For the 2010 spring cropping season, the Mission expects a reduction in beans production by 17 percent, with a small decline in maize, sorghum and plantain output of 8, 4 and 5 percent, respectively, compared to the same season of 2009. Root crop output should be similar to the previous year. In irrigated areas, where water supply and input availability (fertilizer, seed, and credit) have improved in comparison with 2009, the Mission expects a 15 percent increase in rice production for the 2010 summer season.

It is estimated that cereals, pulses and banana import requirements for the 2010/11 (July/June) marketing year will be approximately 711 000 tonnes in cereals equivalent, of which 525 000 tonnes are expected to be obtained through commercial imports. The uncovered deficit is estimated to be 186 000 tonnes.

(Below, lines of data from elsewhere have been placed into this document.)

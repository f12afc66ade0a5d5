use actix_web::http::StatusCode;
use actix_web::{HttpResponse, ResponseError};
use serde::{Deserialize, Serialize};
use std::fmt;

use crate::domain::customer::CustomerError;
use crate::domain::order::OrderError;
use crate::domain::product::ProductError;
use crate::store::StoreError;

// ============================================================================
// API Error - one error type for every handler
// ============================================================================

/// Wire shape of every error response.
#[derive(Debug, Clone, PartialEq, Serialize, Deserialize)]
pub struct ErrorBody {
    pub error: String,
    #[serde(skip_serializing_if = "Option::is_none")]
    pub message: Option<String>,
}

#[derive(Debug)]
pub struct ApiError {
    status: StatusCode,
    body: ErrorBody,
}

impl ApiError {
    pub fn new(status: StatusCode, error: impl Into<String>, message: Option<String>) -> Self {
        Self {
            status,
            body: ErrorBody { error: error.into(), message },
        }
    }

    pub fn bad_request(error: impl Into<String>, message: impl Into<String>) -> Self {
        Self::new(StatusCode::BAD_REQUEST, error, Some(message.into()))
    }

    pub fn not_found(message: impl Into<String>) -> Self {
        Self::new(StatusCode::NOT_FOUND, "Resource not found", Some(message.into()))
    }

    pub fn conflict(message: impl Into<String>) -> Self {
        Self::new(StatusCode::CONFLICT, "Conflict", Some(message.into()))
    }

    pub fn internal(message: impl Into<String>) -> Self {
        Self::new(StatusCode::INTERNAL_SERVER_ERROR, "Operation failed", Some(message.into()))
    }

    fn invalid(message: impl Into<String>) -> Self {
        Self::bad_request("Invalid request", message)
    }
}

impl fmt::Display for ApiError {
    fn fmt(&self, f: &mut fmt::Formatter<'_>) -> fmt::Result {
        match &self.body.message {
            Some(message) => write!(f, "{} ({}): {}", self.body.error, self.status, message),
            None => write!(f, "{} ({})", self.body.error, self.status),
        }
    }
}

impl ResponseError for ApiError {
    fn status_code(&self) -> StatusCode {
        self.status
    }

    fn error_response(&self) -> HttpResponse {
        if self.status.is_server_error() {
            tracing::error!(status = self.status.as_u16(), "❌ {}", self);
        } else {
            tracing::debug!(status = self.status.as_u16(), "{}", self);
        }
        HttpResponse::build(self.status).json(&self.body)
    }
}

// ============================================================================
// Domain → HTTP mapping
// ============================================================================

impl From<StoreError> for ApiError {
    fn from(err: StoreError) -> Self {
        match err {
            StoreError::NotFound { .. } => ApiError::not_found(err.to_string()),
            StoreError::Conflict(_) => ApiError::conflict(err.to_string()),
            StoreError::Corrupt(_) | StoreError::Timeout(_) | StoreError::Database(_) => {
                ApiError::internal(err.to_string())
            }
        }
    }
}

impl From<CustomerError> for ApiError {
    fn from(err: CustomerError) -> Self {
        match err {
            CustomerError::Invalid(_) => ApiError::invalid(err.to_string()),
            CustomerError::NotFound(_) => ApiError::not_found(err.to_string()),
            CustomerError::Duplicate(_) | CustomerError::InUse(_) => ApiError::conflict(err.to_string()),
            CustomerError::Store(store) => store.into(),
        }
    }
}

impl From<ProductError> for ApiError {
    fn from(err: ProductError) -> Self {
        match err {
            ProductError::Invalid(_) => ApiError::invalid(err.to_string()),
            ProductError::NotFound(_) | ProductError::SkuNotFound(_) => ApiError::not_found(err.to_string()),
            ProductError::DuplicateSku(_) | ProductError::InUse(_) => ApiError::conflict(err.to_string()),
            ProductError::Store(store) => store.into(),
        }
    }
}

impl From<OrderError> for ApiError {
    fn from(err: OrderError) -> Self {
        match err {
            OrderError::EmptyItems
            | OrderError::InvalidQuantity(_)
            | OrderError::InvalidCustomerId(_)
            | OrderError::InvalidProductId(_)
            | OrderError::InvalidStatus(_)
            | OrderError::AmountOverflow => ApiError::invalid(err.to_string()),
            OrderError::CustomerNotFound(_) | OrderError::ProductNotFound(_) | OrderError::NotFound(_) => {
                ApiError::not_found(err.to_string())
            }
            // Business-rule refusals during creation keep the 500 clients already handle
            OrderError::InsufficientStock(_) | OrderError::ProductInactive(_) => {
                ApiError::internal(err.to_string())
            }
            OrderError::Store(store) => store.into(),
        }
    }
}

Household surveys conducted in February and June 2010 in the areas directly affected by the earthquake, indicate that the percentage of households resorting to non-sustainable survival strategies, fell from 52 to 39 percent. The percentage of households with poor and limited food consumption also dropped from 31 to 27 percent, although it remains above the level prior to the earthquake in these areas. Humanitarian assistance together with the resumption of agricultural activities (thanks, inter alia, to the distribution of seed and fertilizer, access to cash/food-for-work income-generating activities) and the recovery of the agricultural and non-agricultural trade, have had a further positive impact on households' access to food.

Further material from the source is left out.